The city shelter saw 263 dogs and 152 cats adopted in 2020, compared to just 15 dogs and four cats that were put down.
“The adoptions have been fairly steady,” said Daniel St. Lawrence, an animal control officer for the city of Poplar Bluff. “The pandemic hasn’t really affected us. We get a lot of shelter traffic throughout the year.”
Between those numbers and the number of dogs and cats released last year, the city animal shelter has no-kill status for the fifth consecutive year. But St. Lawrence would still like to see an even higher percentage of animals that stray and are picked up returned to their original owners.
“The majority of the dogs that we pick up in Poplar Bluff have no identification on them, so we strictly rely on social media (to locate their owners),” St.
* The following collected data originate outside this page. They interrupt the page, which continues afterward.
use std::{process, str::FromStr};

use clap::Parser;
use log::{LevelFilter, debug, error, info};

use archview::Args;

fn main() {
    let args = Args::parse();

    let log_level = LevelFilter::from_str(&args.log_level).unwrap_or_else(|_| {
        eprintln!(
            "Invalid log level: {}. Using 'warn' instead.",
            args.log_level
        );
        LevelFilter::Warn
    });

    env_logger::Builder::from_env(env_logger::Env::default())
        .filter_level(log_level)
        .init();

    info!(log_level:?; "Starting archview");
    debug!(args:?; "Parsed arguments");

    if let Err(err) = archview::run(&args) {
        error!("{err:#}");
        process::exit(1);
    }
}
Lawrence said. “All dogs in the city are required to have a city dog license — and to get a city dog license, you must have a rabies vaccination from a licensed veterinarian. Even if they just wrote the name on their collar with a magic marker or something, that’d be better than nothing. And a lot of dog owners don’t want them back, so they don’t claim them.”
Having said that, St. Lawrence said it is a “really good feeling” when the shelter is able to reunite a lost pet with its owner.
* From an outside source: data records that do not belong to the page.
//! Headless diagram canvas: the resolved graph plus viewport state.
//!
//! The canvas owns the node and edge collections after resolution. Drags and
//! reconnections mutate them in place and are never persisted; the layout
//! exporter reads whatever state the canvas holds.
//!
//! Times are clock readings supplied by the host, as the `Duration` since an
//! origin of its choosing. The canvas never reads a clock itself.

use std::time::Duration;

use log::debug;
use serde::{Deserialize, Serialize};

use crate::ir::{CanvasOptions, Edge, Node, Position, Side, Size};
use crate::resolve::ResolvedDiagram;

pub const ZOOM_STEP: f32 = 1.2;
pub const MINIMAP_SIZE: Size = Size::new(200.0, 150.0);

#[derive(Debug, Clone, Copy, PartialEq, Serialize, Deserialize)]
pub struct Viewport {
    pub x: f32,
    pub y: f32,
    pub zoom: f32,
}

impl Default for Viewport {
    fn default() -> Self {
        Self {
            x: 0.0,
            y: 0.0,
            zoom: 1.0,
        }
    }
}

impl Viewport {
    /// Converts a screen point into flow coordinates.
    pub fn to_flow(&self, screen: Position) -> Position {
        Position::new((screen.x - self.x) / self.zoom, (screen.y - self.y) / self.zoom)
    }
}

#[derive(Debug, Clone, Copy, PartialEq)]
pub struct Rect {
    pub x: f32,
    pub y: f32,
    pub width: f32,
    pub height: f32,
}

impl Rect {
    pub fn union(self, other: Rect) -> Rect {
        let x = self.x.min(other.x);
        let y = self.y.min(other.y);
        let right = (self.x + self.width).max(other.x + other.width);
        let bottom = (self.y + self.height).max(other.y + other.height);
        Rect {
            x,
            y,
            width: right - x,
            height: bottom - y,
        }
    }

    pub fn center(&self) -> Position {
        Position::new(self.x + self.width / 2.0, self.y + self.height / 2.0)
    }
}

#[derive(Debug, Clone, Copy, PartialEq)]
pub struct FitViewOptions {
    pub padding: f32,
    pub min_zoom: f32,
    pub max_zoom: f32,
}

#[derive(Debug, Clone)]
pub struct CanvasNode {
    pub node: Node,
    pub position: Position,
    pub size: Size,
}

impl CanvasNode {
    pub fn rect(&self) -> Rect {
        Rect {
            x: self.position.x,
            y: self.position.y,
            width: self.size.width,
            height: self.size.height,
        }
    }

    /// Attachment point of an edge on this node.
    pub fn anchor(&self, side: Side) -> Position {
        let rect = self.rect();
        match side {
            Side::Top => Position::new(rect.x + rect.width / 2.0, rect.y),
            Side::Right => Position::new(rect.x + rect.width, rect.y + rect.height / 2.0),
            Side::Bottom => Position::new(rect.x + rect.width / 2.0, rect.y + rect.height),
            Side::Left => Position::new(rect.x, rect.y + rect.height / 2.0),
        }
    }
}

/// New endpoints for an edge dragged onto other handles.
#[derive(Debug, Clone, PartialEq)]
pub struct Connection {
    pub source: String,
    pub target: String,
    pub source_handle: Option<String>,
    pub target_handle: Option<String>,
}

#[derive(Debug, thiserror::Error, PartialEq)]
pub enum CanvasError {
    #[error("unknown node: {0}")]
    UnknownNode(String),
    #[error("unknown edge: {0}")]
    UnknownEdge(String),
}

#[derive(Debug, Clone, Copy, PartialEq)]
pub struct MinimapNode<'a> {
    pub id: &'a str,
    pub rect: Rect,
}

#[derive(Debug, Clone, PartialEq)]
pub struct Minimap<'a> {
    /// Flow-space area covered by the minimap.
    pub bounds: Rect,
    pub scale: f32,
    pub offset: Position,
    pub nodes: Vec<MinimapNode<'a>>,
    /// Visible viewport area in minimap coordinates.
    pub view: Rect,
}

impl Minimap<'_> {
    pub fn to_flow(&self, point: Position) -> Position {
        Position::new(
            (point.x - self.offset.x) / self.scale + self.bounds.x,
            (point.y - self.offset.y) / self.scale + self.bounds.y,
        )
    }

    fn project(&self, rect: Rect) -> Rect {
        Rect {
            x: (rect.x - self.bounds.x) * self.scale + self.offset.x,
            y: (rect.y - self.bounds.y) * self.scale + self.offset.y,
            width: rect.width * self.scale,
            height: rect.height * self.scale,
        }
    }
}

#[derive(Debug, Clone)]
pub struct Canvas {
    pub diagram_id: String,
    pub layout_name: String,
    nodes: Vec<CanvasNode>,
    edges: Vec<Edge>,
    viewport: Viewport,
    options: CanvasOptions,
    animation_start: Duration,
}

impl Canvas {
    pub fn new(resolved: ResolvedDiagram, options: CanvasOptions) -> Self {
        let nodes = resolved
            .nodes
            .into_iter()
            .map(|resolved| {
                let size = resolved.node.rendered_size();
                CanvasNode {
                    node: resolved.node,
                    position: resolved.position,
                    size,
                }
            })
            .collect();
        Self {
            diagram_id: resolved.diagram_id,
            layout_name: resolved.layout_name,
            nodes,
            edges: resolved.edges,
            viewport: Viewport::default(),
            options,
            animation_start: Duration::ZERO,
        }
    }

    /// Same canvas shown in a viewport of a different width.
    pub fn with_width(mut self, width: f32) -> Self {
        self.options.width = width.max(1.0);
        self
    }

    pub fn nodes(&self) -> &[CanvasNode] {
        &self.nodes
    }

    pub fn edges(&self) -> &[Edge] {
        &self.edges
    }

    pub fn node(&self, id: &str) -> Option<&CanvasNode> {
        self.nodes.iter().find(|node| node.node.id == id)
    }

    pub fn options(&self) -> &CanvasOptions {
        &self.options
    }

    pub fn viewport(&self) -> Viewport {
        self.viewport
    }

    /// Handle for collaborators that drive the viewport.
    pub fn viewport_handle(&mut self) -> ViewportHandle<'_> {
        ViewportHandle { canvas: self }
    }

    pub fn move_node(&mut self, id: &str, position: Position) -> Result<(), CanvasError> {
        let node = self
            .nodes
            .iter_mut()
            .find(|node| node.node.id == id)
            .ok_or_else(|| CanvasError::UnknownNode(id.to_string()))?;
        node.position = position;
        Ok(())
    }

    /// Moves a node by a screen-space delta, as a pointer drag does.
    pub fn drag_node(&mut self, id: &str, dx: f32, dy: f32) -> Result<Position, CanvasError> {
        let zoom = self.viewport.zoom;
        let node = self
            .nodes
            .iter_mut()
            .find(|node| node.node.id == id)
            .ok_or_else(|| CanvasError::UnknownNode(id.to_string()))?;
        node.position = Position::new(node.position.x + dx / zoom, node.position.y + dy / zoom);
        Ok(node.position)
    }

    pub fn reconnect_edge(&mut self, edge_id: &str, connection: Connection) -> Result<(), CanvasError> {
        for endpoint in [&connection.source, &connection.target] {
            if self.node(endpoint).is_none() {
                return Err(CanvasError::UnknownNode(endpoint.clone()));
            }
        }
        let edge = self
            .edges
            .iter_mut()
            .find(|edge| edge.id == edge_id)
            .ok_or_else(|| CanvasError::UnknownEdge(edge_id.to_string()))?;
        debug!(edge = edge_id; "Reconnecting edge {} -> {}", connection.source, connection.target);
        edge.source = connection.source;
        edge.target = connection.target;
        edge.source_handle = connection.source_handle;
        edge.target_handle = connection.target_handle;
        Ok(())
    }

    fn clamp_zoom(&self, zoom: f32) -> f32 {
        zoom.clamp(self.options.min_zoom, self.options.max_zoom)
    }

    pub fn pan_by(&mut self, dx: f32, dy: f32) {
        self.viewport.x += dx;
        self.viewport.y += dy;
    }

    /// Zooms around a screen point, keeping that point fixed.
    pub fn zoom_by(&mut self, factor: f32, anchor: Position) {
        let zoom = self.clamp_zoom(self.viewport.zoom * factor);
        let flow = self.viewport.to_flow(anchor);
        self.viewport = Viewport {
            x: anchor.x - flow.x * zoom,
            y: anchor.y - flow.y * zoom,
            zoom,
        };
    }

    fn screen_center(&self) -> Position {
        Position::new(self.options.width / 2.0, self.options.height / 2.0)
    }

    pub fn zoom_in(&mut self) {
        self.zoom_by(ZOOM_STEP, self.screen_center());
    }

    pub fn zoom_out(&mut self) {
        self.zoom_by(1.0 / ZOOM_STEP, self.screen_center());
    }

    pub fn set_viewport(&mut self, viewport: Viewport) {
        self.viewport = Viewport {
            zoom: self.clamp_zoom(viewport.zoom),
            ..viewport
        };
    }

    /// Bounding box of all nodes, `None` for an empty canvas.
    pub fn bounds(&self) -> Option<Rect> {
        self.nodes
            .iter()
            .map(CanvasNode::rect)
            .reduce(Rect::union)
    }

    pub fn default_fit_options(&self) -> FitViewOptions {
        FitViewOptions {
            padding: self.options.fit_padding,
            min_zoom: self.options.min_zoom,
            max_zoom: self.options.max_zoom,
        }
    }

    /// Centers and scales the viewport so every node is visible.
    pub fn fit_view(&mut self, fit: FitViewOptions) -> bool {
        let Some(bounds) = self.bounds() else {
            return false;
        };
        let padded_w = (bounds.width * (1.0 + fit.padding)).max(1.0);
        let padded_h = (bounds.height * (1.0 + fit.padding)).max(1.0);
        let zoom = (self.options.width / padded_w)
            .min(self.options.height / padded_h)
            .clamp(fit.min_zoom, fit.max_zoom)
            .clamp(self.options.min_zoom, self.options.max_zoom);
        let center = bounds.center();
        self.viewport = Viewport {
            x: self.options.width / 2.0 - center.x * zoom,
            y: self.options.height / 2.0 - center.y * zoom,
            zoom,
        };
        debug!(
            "fit_view for {}: zoom {:.3}, offset ({:.1}, {:.1})",
            self.layout_name, zoom, self.viewport.x, self.viewport.y
        );
        true
    }

    /// Visible area in flow coordinates.
    pub fn visible_rect(&self) -> Rect {
        let top_left = self.viewport.to_flow(Position::new(0.0, 0.0));
        Rect {
            x: top_left.x,
            y: top_left.y,
            width: self.options.width / self.viewport.zoom,
            height: self.options.height / self.viewport.zoom,
        }
    }

    pub fn minimap(&self) -> Option<Minimap<'_>> {
        if !self.options.minimap {
            return None;
        }
        let view = self.visible_rect();
        let bounds = self.bounds().map_or(view, |b| b.union(view));
        let scale = (MINIMAP_SIZE.width / bounds.width.max(1.0))
            .min(MINIMAP_SIZE.height / bounds.height.max(1.0));
        let offset = Position::new(
            (MINIMAP_SIZE.width - bounds.width * scale) / 2.0,
            (MINIMAP_SIZE.height - bounds.height * scale) / 2.0,
        );
        let mut minimap = Minimap {
            bounds,
            scale,
            offset,
            nodes: Vec::new(),
            view,
        };
        minimap.view = minimap.project(view);
        minimap.nodes = self
            .nodes
            .iter()
            .map(|node| MinimapNode {
                id: node.node.id.as_str(),
                rect: minimap.project(node.rect()),
            })
            .collect();
        Some(minimap)
    }

    /// Centres the viewport on the flow point under a minimap click.
    pub fn minimap_navigate(&mut self, point: Position) -> bool {
        let Some(target) = self.minimap().map(|minimap| minimap.to_flow(point)) else {
            return false;
        };
        let zoom = self.viewport.zoom;
        let center = self.screen_center();
        self.viewport.x = center.x - target.x * zoom;
        self.viewport.y = center.y - target.y * zoom;
        true
    }

    /// Time on the animation clock at the reading `now`.
    pub fn animation_elapsed(&self, now: Duration) -> Duration {
        now.saturating_sub(self.animation_start)
    }

    /// Endpoints of an edge, honouring explicit handles and node defaults.
    pub fn edge_endpoints(&self, edge: &Edge) -> Option<(Position, Side, Position, Side)> {
        let source = self.node(&edge.source)?;
        let target = self.node(&edge.target)?;
        let source_side = edge
            .source_handle
            .as_deref()
            .and_then(Side::from_handle)
            .or(source.node.source_side)
            .unwrap_or(Side::Bottom);
        let target_side = edge
            .target_handle
            .as_deref()
            .and_then(Side::from_handle)
            .or(target.node.target_side)
            .unwrap_or(Side::Top);
        Some((
            source.anchor(source_side),
            source_side,
            target.anchor(target_side),
            target_side,
        ))
    }
}

/// Viewport access handed to collaborators such as the viewport controller
/// or an external capture harness.
pub struct ViewportHandle<'a> {
    canvas: &'a mut Canvas,
}

impl ViewportHandle<'_> {
    pub fn get_viewport(&self) -> Viewport {
        self.canvas.viewport
    }

    pub fn set_viewport(&mut self, viewport: Viewport) {
        self.canvas.set_viewport(viewport);
    }

    /// Restarts the clock that phases animated edges.
    pub fn reset_animation_clock(&mut self, now: Duration) {
        self.canvas.animation_start = now;
    }

    pub fn fit_view(&mut self, fit: FitViewOptions) -> bool {
        self.canvas.fit_view(fit)
    }

    pub fn default_fit_options(&self) -> FitViewOptions {
        self.canvas.default_fit_options()
    }
}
“There are a lot of times people send us a message on Facebook, thanking us again for reuniting them (with their pet),” St. Lawrence said. “We’ve had people in the shelter that have broke down in tears because they found their animals. We’ve actually had people drive down from the Fredericktown area to pick up a dog that ended up in Poplar Bluff.”
It also pleases St. Lawrence to see animals find new homes. One story from last year stands out to St. Lawrence of a dog the shelter received from a local man who was a diabetic and could no longer care for the dog after he moved to a new residence.
“We’d been to his residence on a few occasions — he lived in very poor living conditions and had (ultimately) moved to (public) housing,” St. Lawrence said. “I had also worked a (separate) case where a dog had attacked another person’s dog in Poplar Bluff and (the owners) eventually lost that dog.”
St. Lawrence said the owners visited the shelter several times looking for a new pet and they finally spotted the diabetic man’s former dog and ultimately adopted it.
“This dog didn’t want to go to anybody at all, it just stayed in the back of the kennel and it was just heartbreaking,” St. Lawrence said. “We could get in there and pet it, and there was one volunteer that could get the dog to run and play — but the dog just missed its owner.
“But last week, we received a message on Facebook with a picture saying that (the dog) is adjusting well. The dog looks so happy — he was smiling. It gives you hope. We get dogs that we don’t know all the circumstances that they go through and we try to give them love, encouragement and support — and some training even — to where they’re adoptable.”
St. Lawrence said those happy endings — be they adoptions or returning a lost pet to its former owner — give him a wonderful feeling.
“We see a lot of bad with our job and (it) is rewarding to see an animal get home,” St. Lawrence said. “It kind of gives us a purpose.”